Monday, January 22, 2007


The ancient Egyptians enjoyed a lot of things. Monument building, religion, sports, and thinking about the afterlife. They thought a lot about the afterlife. The only thing that even came close to competing for their mental free time was beer. They loved it. It was the drink of choice for the nobility and the common people, or “fellah”, alike. It was used as money (can you honestly tell me YOU wouldn’t like to pick up your check on Friday and have a case of cold ones thrown in?), in religious ceremonies (just like today, it makes the temple dancers even more attractive); it was buried with their dead (one tomb inscription said “…satisfy his spirit with beef and fowl, bread and beer.” Lord, I hope there are cheeseburgers in Heaven.), as well as enjoyed with every common meal (all of them, breakfast included. What a way to start the day!). The Ancient Egyptian word for beer is “hqt”, which is just another American word for “PBR”.

They loved beer enough to build taverns, known as a “Senet Houses”, named after one of their other favorite past-times, a board game, the oldest one known (circa 3500 B.C.). The Senet house was the social hub of the community. Everyone could be found there on one evening or another, with a beer at their elbow, and racing their opponent to the “afterlife” on the Senet board. The board consisted of three rows of ten squares, two sets of pawns, and the moves were determined by throwsticks, knucklebones, or dice. The rules for this game are a little sketchy, as like most board games, the rules are the first thing lost. The game was so popular that it spread as far as Greece, but without the religious connotations.

It is recorded that the most popular toast in a Senet house was “Here’s to your ghost!” Now isn’t that a wonderful sentiment. Much like the old Irish saying of, “I hope you are in Heaven for an hour before the Devil finds out you’re dead!” And the next time you find yourself complaining about American beer and wishing you could afford some import, think of the Egyptians. They had no bubbles, it was served warm, and you had to drink it from a wooden siphon, just to keep the impurities out of your mouth. Now that is a true beer lover my friend!

So in true Egyptian fashion, call up a few friends and invite them over for a game of Monopoly and pass around some brews. Sure, you may not have Boardwalk and Park Place, but at least you have had some fun and your “afterlife” isn’t riding on this, only your “nightlife”.


P.S.: Doc told me that he found a link to play an online game of Senet through the British Museum, but couldn't post the link. If you'd like to try YOUR hand at this ancient game, you can go HERE and try it out!!
---Big Orange


  1. Wow, so Senet predates Mancala, ay? I'm surprised no one's reconstructed and manufactured a board-- certainly we're smart enough to INVENT some rules that would be CLOSE to the original game, no?? Why not? We could make a killing if we only had the capital to invest...

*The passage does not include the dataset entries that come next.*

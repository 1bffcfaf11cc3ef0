//! Table output for the per-repository console report
//!
//! Renders each repository's issues with comfy-table. Colors are dropped
//! when `NO_COLOR` is set or the terminal is dumb.

use comfy_table::{presets, Attribute, Cell, Color, ContentArrangement, Table};
use console::style;
use std::env;

use crate::domain::models::{IssueState, TrackedIssue};

/// Columns of the per-repository table
pub const REPORT_COLUMNS: [&str; 7] = [
    "Title",
    "State",
    "Labels",
    "Created At",
    "Updated At",
    "Body",
    "URL",
];

/// Width of the rule printed under each repository header
const RULE_WIDTH: usize = 50;

/// Table formatter for the console report
pub struct ReportFormatter {
    /// Whether to use colors in output
    use_colors: bool,
    /// Characters of body shown per issue
    max_body_length: usize,
    /// Maximum width for tables (None = auto)
    max_width: Option<u16>,
}

impl ReportFormatter {
    pub fn new(max_body_length: usize) -> Self {
        Self {
            use_colors: supports_color(),
            max_body_length,
            max_width: None,
        }
    }

    /// Create a formatter with explicit color and width settings
    pub const fn with_config(use_colors: bool, max_body_length: usize, max_width: Option<u16>) -> Self {
        Self {
            use_colors,
            max_body_length,
            max_width,
        }
    }

    /// Header line, rule and issue table for one repository.
    pub fn format_section(&self, repository: &str, issues: &[&TrackedIssue]) -> String {
        let header = format!("Repository: {repository} - Issues:");
        let header = if self.use_colors {
            style(header).bold().to_string()
        } else {
            header
        };

        let body = if issues.is_empty() {
            "No issues found.".to_string()
        } else {
            self.format_issues(issues)
        };

        format!("\n{header}\n{}\n{body}", "=".repeat(RULE_WIDTH))
    }

    /// Format issues as a table, in the order given
    pub fn format_issues(&self, issues: &[&TrackedIssue]) -> String {
        let mut table = self.create_base_table();

        table.set_header(
            REPORT_COLUMNS
                .iter()
                .map(|h| Cell::new(h).add_attribute(Attribute::Bold)),
        );

        for tracked in issues {
            let issue = &tracked.issue;

            let state_cell = if self.use_colors {
                Cell::new(issue.state).fg(state_color(issue.state))
            } else {
                Cell::new(issue.state)
            };

            let labels_cell = if self.use_colors && tracked.is_bug() {
                Cell::new(issue.labels_joined()).fg(Color::Red)
            } else if self.use_colors && tracked.is_breaking() {
                Cell::new(issue.labels_joined()).fg(Color::Yellow)
            } else {
                Cell::new(issue.labels_joined())
            };

            table.add_row(vec![
                Cell::new(&issue.title),
                state_cell,
                labels_cell,
                Cell::new(issue.created_at_display()),
                Cell::new(issue.updated_at_display()),
                Cell::new(issue.body_excerpt(self.max_body_length)),
                Cell::new(&issue.html_url),
            ]);
        }

        table.to_string()
    }

    fn create_base_table(&self) -> Table {
        let mut table = Table::new();

        table
            .load_preset(presets::UTF8_FULL)
            .set_content_arrangement(ContentArrangement::Dynamic);

        if let Some(width) = self.max_width {
            table.set_width(width);
        }

        if !self.use_colors {
            table.force_no_tty();
        }

        table
    }
}

const fn state_color(state: IssueState) -> Color {
    match state {
        IssueState::Open => Color::Green,
        IssueState::Closed => Color::DarkGrey,
    }
}

fn supports_color() -> bool {
    // Respect NO_COLOR environment variable
    if env::var("NO_COLOR").is_ok() {
        return false;
    }

    // Check for dumb terminal
    if let Ok(term) = env::var("TERM") {
        if term == "dumb" {
            return false;
        }
    }

    true
}

#[cfg(test)]
mod tests {
    use super::*;
    use crate::domain::models::Issue;

    fn tracked(title: &str, labels: &[&str], body: Option<&str>) -> TrackedIssue {
        TrackedIssue::new(
            "widgets",
            Issue {
                title: title.to_string(),
                state: IssueState::Open,
                labels: labels.iter().map(|l| (*l).to_string()).collect(),
                created_at: "2024-05-01T09:00:00Z".parse().unwrap(),
                updated_at: "2024-05-02T10:00:00Z".parse().unwrap(),
                body: body.map(str::to_string),
                html_url: "https://github.com/acme/widgets/issues/3".to_string(),
            },
        )
    }

    fn plain_formatter(max_body_length: usize) -> ReportFormatter {
        ReportFormatter::with_config(false, max_body_length, Some(400))
    }

    #[test]
    fn test_table_has_report_columns() {
        let issue = tracked("Crash on save", &["bug"], None);
        let output = plain_formatter(100).format_issues(&[&issue]);

        for column in REPORT_COLUMNS {
            assert!(output.contains(column), "missing column {column}");
        }
        assert!(!output.contains("Repository"));
        assert!(output.contains("Crash on save"));
        assert!(output.contains("2024-05-01T09:00:00Z"));
        assert!(output.contains("https://github.com/acme/widgets/issues/3"));
    }

    #[test]
    fn test_body_is_truncated_in_table() {
        let body = "b".repeat(30);
        let issue = tracked("Long body", &[], Some(&body));
        let output = plain_formatter(10).format_issues(&[&issue]);

        assert!(output.contains(&format!("{}...", "b".repeat(10))));
        assert!(!output.contains(&"b".repeat(11)));
    }

    #[test]
    fn test_section_header_and_rule() {
        let issue = tracked("Crash", &[], None);
        let output = plain_formatter(100).format_section("widgets", &[&issue]);

        assert!(output.contains("Repository: widgets - Issues:"));
        assert!(output.contains(&"=".repeat(50)));
        assert!(output.contains("Crash"));
    }

    #[test]
    fn test_empty_section() {
        let output = plain_formatter(100).format_section("quiet", &[]);
        assert!(output.contains("Repository: quiet - Issues:"));
        assert!(output.contains("No issues found."));
    }

    #[test]
    fn test_rows_follow_given_order() {
        let first = tracked("first-issue", &["bug"], None);
        let second = tracked("second-issue", &[], None);
        let output = plain_formatter(100).format_issues(&[&first, &second]);

        let first_pos = output.find("first-issue").unwrap();
        let second_pos = output.find("second-issue").unwrap();
        assert!(first_pos < second_pos);
    }
}
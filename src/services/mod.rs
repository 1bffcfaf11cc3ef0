pub mod aggregator;
pub mod filters;
pub mod tracker;

pub use aggregator::{group_by_repository, sort_by_priority, tag_issues, PriorityKey, RepositoryGroup};
pub use filters::{active_repositories, issues_only};
pub use tracker::{IssueReport, IssueTracker};
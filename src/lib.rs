//! org-issues - organization-wide GitHub issue tracker
//!
//! Lists every active repository of a GitHub organization, collects their
//! issues (pull requests excluded), orders them so bugs and breaking changes
//! come first, writes them to a CSV file and prints a per-repository report.
//!
//! # Architecture
//!
//! This crate follows Hexagonal Architecture principles:
//!
//! - **Domain Layer** (`domain`): Issue and repository models, settings, errors and ports
//! - **Service Layer** (`services`): Filtering, priority ordering and collection
//! - **Infrastructure Layer** (`infrastructure`): GitHub client, configuration, logging and CSV export
//! - **CLI Layer** (`cli`): Command-line interface
//!
//! # Example
//!
//! ```ignore
//! use org_issues::cli::commands::run;
//! use org_issues::infrastructure::config::{ConfigLoader, ConfigOverrides};
//!
//! #[tokio::main]
//! async fn main() -> anyhow::Result<()> {
//!     let config = ConfigLoader::load(None, &ConfigOverrides::default())?;
//!     let settings = ConfigLoader::validate(&config)?;
//!     let output = run(&settings, true).await?;
//!     println!("{}", output.summary());
//!     Ok(())
//! }
//! ```

pub mod cli;
pub mod domain;
pub mod infrastructure;
pub mod services;

// Re-export commonly used types for convenience
pub use domain::models::{
    Issue, IssueState, IssueStateFilter, LoggingConfig, Repository, Settings, TrackedIssue,
    TrackerConfig,
};
pub use domain::{TrackerError, TrackerResult};
pub use infrastructure::config::{ConfigError, ConfigLoader, ConfigOverrides};
pub use infrastructure::export::CsvExporter;
pub use infrastructure::github::GitHubClient;
pub use services::{IssueReport, IssueTracker};
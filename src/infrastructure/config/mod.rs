//! Configuration management infrastructure
//!
//! Hierarchical configuration using figment:
//! - YAML file loading
//! - Environment variable overrides
//! - Command-line overrides
//! - Validation into run settings

pub mod loader;

pub use loader::{ConfigError, ConfigLoader, ConfigOverrides, LoggingOverrides};
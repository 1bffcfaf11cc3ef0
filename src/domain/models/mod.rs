pub mod config;
pub mod issue;
pub mod repository;

pub use config::{IssueStateFilter, LoggingConfig, Settings, TrackerConfig};
pub use issue::{truncate_with_ellipsis, Issue, IssueState, TrackedIssue};
pub use repository::Repository;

    I thought I knew... well, if not "a whole lot" then at least "fairly enuff" about Egyptology, but apparently I don't-- maybe my focus has been on mummies to the exclusion of the pastimes of the living?? ANYWHOO, I have heretofore never HEARD of a senet house! I learned something new today!!

  2. The entry in Wikiapedia has a link to the British museum's web site where you can play on-line. I would have included the link but I don't know how to do that yet.


  3. Manufacture of senet gaming boards resumed in the late 70s, when Egyptologists like P. Piccione and T. Kendall began offering reconstructions of the rules. It appears that several variations existed for the same equipment.